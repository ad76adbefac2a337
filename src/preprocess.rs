//! The WML macro preprocessor

use std::io::{Read, Write};
use std::path::{Path, PathBuf};

use hashbrown::HashMap;

use crate::error::*;
use crate::io::{is_directory, list_dir, read_file, read_to_string};
use crate::sourcemap::SourceMap;

/// Hard limit on nested file and macro inclusions.
pub const MAX_DEPTH: u32 = 40;

/// Marker char reserved in the preprocessor output; `\u{FE}line` and
/// `\u{FE}textdomain` lines keep later stages in sync without consulting the
/// source map.
pub const SENTINEL: char = '\u{FE}';

const WML_EXTENSION: &str = ".cfg";

/// Macro definition
#[derive(Clone, Debug)]
pub struct Definition {
    pub name: String,
    pub arguments: Vec<String>,
    pub value: String,
    pub file: String,
    pub line: u32,
    pub textdomain: String,
}

impl Definition {
    pub fn new(name: &str, arguments: Vec<String>, value: &str) -> Definition {
        Definition {
            name: name.to_string(),
            arguments,
            value: value.to_string(),
            file: String::new(),
            line: 1,
            textdomain: String::new(),
        }
    }

    /// Bare symbol, the usual shape for `#ifdef` switches handed in by the
    /// caller.
    pub fn flag(name: &str) -> Definition {
        Definition::new(name, Vec::new(), "")
    }
}

impl PartialEq for Definition {
    fn eq(&self, other: &Definition) -> bool {
        self.value == other.value && self.arguments == other.arguments
    }
}

/// Macro table threaded through one preprocessing run.
pub type DefineMap = HashMap<String, Definition>;

/// One open `#ifdef`.
struct CondFrame {
    line: u32,
    skipping_before: bool,
    taken: bool,
    seen_else: bool,
}

/// Per-segment scanning state: the file (or macro) the bytes came from, the
/// directory `./` inclusions resolve against, the current source line and
/// textdomain.
struct Segment {
    file: String,
    dir: PathBuf,
    line: u32,
    textdomain: String,
}

impl Segment {
    fn location(&self) -> Location {
        let file = if self.file.is_empty() {
            None
        } else {
            Some(self.file.clone())
        };
        Location::new(file, self.line)
    }
}

struct Preprocessor {
    defines: DefineMap,
    map: SourceMap,
    output: Vec<u8>,
    out_line: u32,
    depth: u32,
    root: PathBuf,
}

+++

→ WHAT YOU SHOULD DO: Every line that contains the string "const" should be copied from the records.

→ WRITTEN RESPONSE:
pub const MAX_DEPTH: u32 = 40;
pub const SENTINEL: char = '\u{FE}';
const WML_EXTENSION: &str = ".cfg";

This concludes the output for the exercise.